BUSINESS COLUMNIST

‘Patent trolls’ have become the scourge of businesses

Randy Hutchinson

What comes to mind when you hear the word “troll”? Perhaps an ugly, lumbering beast from The Lord of the Rings film series?

“Patent trolls” have become the scourge of businesses, large and small. More properly known as Patent Assertion Entities, they employ a business model that the FTC says is “based primarily on purchasing patents and then attempting to generate revenue by asserting the intellectual property against persons who are already practicing the patented technologies.”

The Electronic Frontier Foundation says that patent trolls often buy patents cheaply from companies that are down on their luck and looking to monetize any assets they have left. The trolls then send out letters to businesses they claim are infringing the patents threatening legal action unless the alleged infringer pays a licensing fee that can run into the thousands and even hundreds of thousands of dollars.

The patents themselves may be of little value or relevance to the products that supposedly infringe upon them. The patent trolls may have done little or no investigation into whether the businesses they target are actually infringing the patents.

Many innocent companies, particularly smaller ones, pay the fee because they can’t afford to litigate the matter. In announcing a plan to deal with the problem, President Obama said patent trolls just want to “hijack somebody else’s idea and see if they can extort some money.”

There are legitimate patent claims, but lawsuits brought by patent trolls increased from 29 percent to 62 percent of all patent infringement suits in the past two years. An FTC commissioner said, “Some evidence suggests that PAEs may have threatened over one hundred thousand companies with patent infringement in 2012 alone.”

Companies of all sizes are targeted by patent trolls. One researcher found that over 60 percent of surveyed companies with revenues at or below $100,000 reported that a patent troll caused them trouble. A White House study found that victims of patent trolls – mostly small and medium-sized companies – paid $29 billion in 2011, a 400 percent increase from 2005.

Non-profit organizations and even regular consumers are also targeted by patent trolls.

Following are examples of claims made by patent trolls:

One company threatened to sue 8,000 coffee shops, hotels and retailers claiming that their Wi-Fi networks infringed on a patent.

Another said small businesses that attached a document scanner to an office computer system were violating a patent.

A company sued podcasters for a licensing fee based on a patent that was originally filed long before podcasts were even conceived.

Some companies, particularly ones with deeper pockets, are fighting back.
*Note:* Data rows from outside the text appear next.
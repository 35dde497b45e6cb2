//! Decoder for the site parameter bag.
//!
//! Site configuration arrives as a flat string→string map; the value types
//! are recoverable only from key suffixes and value shape. The decoder
//! applies a fixed rule order and never fails a whole decode: a value that
//! does not parse under its inferred type is recorded and treated as absent.

use std::collections::BTreeMap;

use chrono::NaiveTime;

const NULL_SENTINELS: &[&str] = &["", "NONE", "None", "NO_VALUE"];
const BOOL_SUFFIXES: &[&str] = &["_enabled", "_flag"];
const NUMERIC_SUFFIXES: &[&str] = &[
    "_minutes",
    "_hours",
    "_seconds",
    "_kwh",
    "_penalty",
    "_weight",
    "_bonus",
    "_threshold",
    "_count",
    "_margin",
];

#[derive(Clone, Debug, PartialEq)]
pub enum ParamValue {
    Bool(bool),
    Int(i64),
    Float(f64),
    TimeOfDay(NaiveTime),
    Array(Vec<serde_json::Value>),
    Object(serde_json::Map<String, serde_json::Value>),
    Text(String),
}

impl ParamValue {
    /// Numeric view. Booleans coerce to 0/1 because bare `0`/`1` values
    /// decode as booleans ahead of the numeric suffix rule, and text parses
    /// as a last resort for keys whose suffix carries no type hint
    /// (`target_soc_percent`, `site_capacity_kw`).
    pub fn as_f64(&self) -> Option<f64> {
        match self {
            ParamValue::Int(v) => Some(*v as f64),
            ParamValue::Float(v) => Some(*v),
            ParamValue::Bool(b) => Some(if *b { 1.0 } else { 0.0 }),
            ParamValue::Text(s) => s.parse().ok(),
            _ => None,
        }
    }

    pub fn as_i64(&self) -> Option<i64> {
        match self {
            ParamValue::Int(v) => Some(*v),
            ParamValue::Float(v) => Some(*v as i64),
            ParamValue::Bool(b) => Some(i64::from(*b)),
            ParamValue::Text(s) => s.parse().ok(),
            _ => None,
        }
    }

    pub fn as_bool(&self) -> Option<bool> {
        match self {
            ParamValue::Bool(b) => Some(*b),
            ParamValue::Int(v) => Some(*v != 0),
            _ => None,
        }
    }

    pub fn as_text(&self) -> Option<&str> {
        match self {
            ParamValue::Text(s) => Some(s),
            _ => None,
        }
    }
}

#[derive(Clone, Debug)]
pub struct ParseFailure {
    pub key: String,
    pub value: String,
    pub reason: String,
}

/// Decoded site parameters with the decode failures that occurred.
#[derive(Clone, Debug, Default)]
pub struct SiteParams {
    values: BTreeMap<String, ParamValue>,
    failures: Vec<ParseFailure>,
}

impl SiteParams {
    pub fn decode(raw: &BTreeMap<String, String>) -> Self {
        let mut values = BTreeMap::new();
        let mut failures = Vec::new();
        for (key, value) in raw {
            match decode_value(key, value) {
                Ok(Some(decoded)) => {
                    values.insert(key.clone(), decoded);
                }
                Ok(None) => {}
                Err(reason) => {
                    tracing::warn!(key = key.as_str(), value = value.as_str(), reason = reason.as_str(), "parameter decode failed");
                    failures.push(ParseFailure {
                        key: key.clone(),
                        value: value.clone(),
                        reason,
                    });
                }
            }
        }
        Self { values, failures }
    }

    pub fn get(&self, key: &str) -> Option<&ParamValue> {
        self.values.get(key)
    }

    pub fn failures(&self) -> &[ParseFailure] {
        &self.failures
    }

    pub fn bool_or(&self, key: &str, default: bool) -> bool {
        self.get(key).and_then(ParamValue::as_bool).unwrap_or(default)
    }

    pub fn i64_or(&self, key: &str, default: i64) -> i64 {
        self.get(key).and_then(ParamValue::as_i64).unwrap_or(default)
    }

    pub fn f64_or(&self, key: &str, default: f64) -> f64 {
        self.get(key).and_then(ParamValue::as_f64).unwrap_or(default)
    }

    /// Collects every `constraint_{name}_*` key, stripped of the prefix.
    pub fn constraint_config(&self, name: &str) -> ConstraintParams {
        let prefix = format!("constraint_{}_", name);
        let mut out = ConstraintParams::default();
        for (key, value) in self.values.range(prefix.clone()..) {
            let rest = match key.strip_prefix(&prefix) {
                Some(rest) => rest,
                None => break,
            };
            match rest {
                "enabled" => out.enabled = value.as_bool(),
                "penalty" => out.penalty = value.as_f64(),
                _ => {
                    out.params.insert(rest.to_string(), value.clone());
                }
            }
        }
        out
    }
}

/// The `{enabled, params, penalty}` triple for one named constraint.
/// Unknown keys are preserved in `params` even if the constraint never
/// reads them.
#[derive(Clone, Debug, Default)]
pub struct ConstraintParams {
    pub enabled: Option<bool>,
    pub penalty: Option<f64>,
    pub params: BTreeMap<String, ParamValue>,
}

impl ConstraintParams {
    pub fn f64_or(&self, key: &str, default: f64) -> f64 {
        self.params.get(key).and_then(ParamValue::as_f64).unwrap_or(default)
    }

    pub fn i64_or(&self, key: &str, default: i64) -> i64 {
        self.params.get(key).and_then(ParamValue::as_i64).unwrap_or(default)
    }

    pub fn bool_or(&self, key: &str, default: bool) -> bool {
        self.params.get(key).and_then(ParamValue::as_bool).unwrap_or(default)
    }

    pub fn text(&self, key: &str) -> Option<&str> {
        self.params.get(key).and_then(ParamValue::as_text)
    }

    pub fn array(&self, key: &str) -> Option<&[serde_json::Value]> {
        match self.params.get(key) {
            Some(ParamValue::Array(items)) => Some(items),
            _ => None,
        }
    }

    pub fn object(&self, key: &str) -> Option<&serde_json::Map<String, serde_json::Value>> {
        match self.params.get(key) {
            Some(ParamValue::Object(map)) => Some(map),
            _ => None,
        }
    }
}

fn has_suffix(key: &str, suffixes: &[&str]) -> bool {
    suffixes.iter().any(|s| key.ends_with(s))
}

fn parse_bool_word(value: &str) -> Option<bool> {
    match value.to_ascii_lowercase().as_str() {
        "true" | "yes" | "1" => Some(true),
        "false" | "no" | "0" => Some(false),
        _ => None,
    }
}

/// Applies the decode rules in order. `Ok(None)` means a null sentinel.
fn decode_value(key: &str, value: &str) -> Result<Option<ParamValue>, String> {
    let trimmed = value.trim();
    if NULL_SENTINELS.contains(&trimmed) {
        return Ok(None);
    }

    if has_suffix(key, BOOL_SUFFIXES) {
        return match parse_bool_word(trimmed) {
            Some(b) => Ok(Some(ParamValue::Bool(b))),
            None => Err(format!("expected boolean, got {:?}", trimmed)),
        };
    }
    if let Some(b) = parse_bool_word(trimmed) {
        return Ok(Some(ParamValue::Bool(b)));
    }

    if trimmed.starts_with('[') {
        return serde_json::from_str::<Vec<serde_json::Value>>(trimmed)
            .map(|items| Some(ParamValue::Array(items)))
            .map_err(|e| format!("invalid JSON array: {}", e));
    }
    if trimmed.starts_with('{') {
        return serde_json::from_str::<serde_json::Map<String, serde_json::Value>>(trimmed)
            .map(|map| Some(ParamValue::Object(map)))
            .map_err(|e| format!("invalid JSON object: {}", e));
    }

    if has_suffix(key, NUMERIC_SUFFIXES) {
        return if trimmed.contains('.') {
            trimmed
                .parse::<f64>()
                .map(|v| Some(ParamValue::Float(v)))
                .map_err(|e| format!("invalid float: {}", e))
        } else {
            trimmed
                .parse::<i64>()
                .map(|v| Some(ParamValue::Int(v)))
                .map_err(|e| format!("invalid integer: {}", e))
        };
    }

    if key.ends_with("_period") && trimmed.contains(':') {
        return NaiveTime::parse_from_str(trimmed, "%H:%M:%S")
            .map(|t| Some(ParamValue::TimeOfDay(t)))
            .map_err(|e| format!("invalid time of day: {}", e));
    }

    Ok(Some(ParamValue::Text(trimmed.to_string())))
}

#[cfg(test)]
mod tests {
    use super::*;

    fn decode(pairs: &[(&str, &str)]) -> SiteParams {
        let raw = pairs
            .iter()
            .map(|(k, v)| (k.to_string(), v.to_string()))
            .collect();
        SiteParams::decode(&raw)
    }

    #[test]
    fn null_sentinels_are_absent() {
        let params = decode(&[
            ("a_kwh", ""),
            ("b_kwh", "NONE"),
            ("c_kwh", "None"),
            ("d_kwh", "NO_VALUE"),
        ]);
        assert!(params.get("a_kwh").is_none());
        assert!(params.get("b_kwh").is_none());
        assert!(params.get("c_kwh").is_none());
        assert!(params.get("d_kwh").is_none());
        assert!(params.failures().is_empty());
    }

    #[test]
    fn bool_by_suffix_and_shape() {
        let params = decode(&[
            ("charging_enabled", "yes"),
            ("triad_flag", "FALSE"),
            ("some_key", "true"),
            // bare 0/1 decode as booleans ahead of the numeric rule
            ("retry_count", "1"),
        ]);
        assert_eq!(params.get("charging_enabled"), Some(&ParamValue::Bool(true)));
        assert_eq!(params.get("triad_flag"), Some(&ParamValue::Bool(false)));
        assert_eq!(params.get("some_key"), Some(&ParamValue::Bool(true)));
        assert_eq!(params.get("retry_count"), Some(&ParamValue::Bool(true)));
        // numeric accessors still see 0/1
        assert_eq!(params.i64_or("retry_count", 9), 1);
    }

    #[test]
    fn bad_bool_is_recorded_not_raised() {
        let params = decode(&[("broken_enabled", "maybe")]);
        assert!(params.get("broken_enabled").is_none());
        assert_eq!(params.failures().len(), 1);
        assert_eq!(params.failures()[0].key, "broken_enabled");
    }

    #[test]
    fn json_values() {
        let params = decode(&[
            ("margin_thresholds", "[5, 10, 20]"),
            ("map", r#"{"CH1": 3, "CH2": "DISC"}"#),
        ]);
        match params.get("margin_thresholds") {
            Some(ParamValue::Array(items)) => assert_eq!(items.len(), 3),
            other => panic!("expected array, got {:?}", other),
        }
        match params.get("map") {
            Some(ParamValue::Object(map)) => assert_eq!(map.len(), 2),
            other => panic!("expected object, got {:?}", other),
        }
    }

    #[test]
    fn numeric_suffixes() {
        let params = decode(&[
            ("buffer_minutes", "15"),
            ("safety_margin_kwh", "5.5"),
            ("coverage_weight", "100"),
        ]);
        assert_eq!(params.get("buffer_minutes"), Some(&ParamValue::Int(15)));
        assert_eq!(params.get("safety_margin_kwh"), Some(&ParamValue::Float(5.5)));
        assert_eq!(params.f64_or("coverage_weight", 0.0), 100.0);
    }

    #[test]
    fn untyped_suffix_still_readable_as_number() {
        // keys like site_capacity_kw carry no recognized suffix and decode
        // as text; the typed accessors parse them on demand
        let params = decode(&[("site_capacity_kw", "250"), ("target_soc_percent", "92.5")]);
        assert_eq!(params.get("site_capacity_kw"), Some(&ParamValue::Text("250".to_string())));
        assert_eq!(params.f64_or("site_capacity_kw", 0.0), 250.0);
        assert_eq!(params.f64_or("target_soc_percent", 0.0), 92.5);
    }

    #[test]
    fn time_of_day_period() {
        let params = decode(&[
            ("quiet_period", "22:30:00"),
            ("not_a_period", "22:30:00"),
        ]);
        assert_eq!(
            params.get("quiet_period"),
            Some(&ParamValue::TimeOfDay(NaiveTime::from_hms_opt(22, 30, 0).unwrap()))
        );
        // without the suffix the value stays a string
        assert_eq!(
            params.get("not_a_period"),
            Some(&ParamValue::Text("22:30:00".to_string()))
        );
    }

    #[test]
    fn constraint_config_strips_prefix_and_keeps_unknown_keys() {
        let params = decode(&[
            ("constraint_energy_feasibility_enabled", "true"),
            ("constraint_energy_feasibility_penalty", "-20"),
            ("constraint_energy_feasibility_safety_margin_kwh", "5.0"),
            ("constraint_energy_feasibility_mystery_knob_kwh", "3"),
            ("constraint_energy_feasibility", "ignored-no-underscore"),
            ("constraint_turnaround_time_strict_minimum_minutes", "45"),
        ]);
        let cc = params.constraint_config("energy_feasibility");
        assert_eq!(cc.enabled, Some(true));
        assert_eq!(cc.penalty, Some(-20.0));
        assert_eq!(cc.f64_or("safety_margin_kwh", 0.0), 5.0);
        assert_eq!(cc.i64_or("mystery_knob_kwh", 0), 3);
        assert!(!cc.params.contains_key("minimum_minutes"));

        let other = params.constraint_config("turnaround_time_strict");
        assert_eq!(other.i64_or("minimum_minutes", 0), 45);
        assert_eq!(other.enabled, None);
    }

    #[test]
    fn decode_round_trips_typed_values() {
        // encode typed values back to the legacy string schema, decode again
        let cases: Vec<(&str, String, ParamValue)> = vec![
            ("x_enabled", "true".to_string(), ParamValue::Bool(true)),
            ("x_minutes", "45".to_string(), ParamValue::Int(45)),
            ("x_kwh", "5.5".to_string(), ParamValue::Float(5.5)),
            (
                "x_period",
                "07:15:00".to_string(),
                ParamValue::TimeOfDay(NaiveTime::from_hms_opt(7, 15, 0).unwrap()),
            ),
            ("x", "depot-a".to_string(), ParamValue::Text("depot-a".to_string())),
        ];
        for (key, encoded, expected) in cases {
            match decode_value(key, &encoded) {
                Ok(Some(decoded)) => assert_eq!(decoded, expected, "key {}", key),
                other => panic!("{}: unexpected {:?}", key, other),
            }
        }
    }
}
Rackspace, a cloud storage company, has chosen to spend several million dollars defending a suit that it could likely settle for far less. The company suing them has brought over 1,600 patent infringement suits. Its owner earns about $25 million a year.

Mark Cuban, the owner of the Dallas Mavericks, has a number of beefs with the patent system, including a dislike of patent trolls. He contributed $250,000 to the Electronic Frontier Foundation to create a position called “The Mark Cuban Chair to Eliminate Stupid Patents.”

There’s even a company selling T-shirts that say “Don’t Settle…Settling Feeds Trolls.” It says the proceeds will be used to challenge bad patents targeting small businesses.

Randy Hutchinson is president and chief executive officer of the Better Business Bureau of the Mid-South.